Untuk negara, kita bisa lihat cara Korea Selatan yang dapat melakukan pencegahan dan pengobatan disebabkan tracing movement dari orang-orang PDP dilakukan dengan teliti. Berdasarkan itu juga rapid test dapat dimulai diprioritaskan mulai di wilayah yang terkena paling parah. Dengan data yang akurat itu juga maka mereka bisa melakukan tindakan-tindakan treatment yang diperlukan secara tepat dan efisien. Mungkin itu salah satu sebabnya Korea Selatan tidak perlu melakukan lock down negaranya.

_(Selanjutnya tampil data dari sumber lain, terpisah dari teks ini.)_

//! Language model access for routing
//!
//! [`ModelClient`] is the backend seam; [`ModelPromptProvider`] and
//! [`ModelClientResponseProcessor`] are the replaceable prompt conventions
//! around it.

pub mod client;
pub mod prompt;
pub mod providers;
pub mod response;

pub use client::*;
pub use prompt::*;
pub use providers::*;
pub use response::*;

Saya masih berharap Indonesia bisa terus meningkatkan kerja bersinergi antara daerah dan pusat, terutama dalam hal perlakuan data. Semoga ke depan, tidak terjadi lagi ketidakselarasan data antara provinsi dan nasional. Memang masih banyak faktor kendala di lapangan, seperti masih banyaknya masyarakat bahkan aparat yang melanggar penerapan social distancing, namun dengan melakukan kerja berdasarkan data terukur, dan keterlibatan semua pihak dari mulai aparat desa sampai pejabat di tingkatan nasional, serta masyarakat, bisa membuat kerja gugus nasional lebih terbantu. Suksesnya ikhtiar melawan Covid19 ini juga terletak di situ.
Penulis adalah WNI yang peduli pada isu-isu keadilan sosial.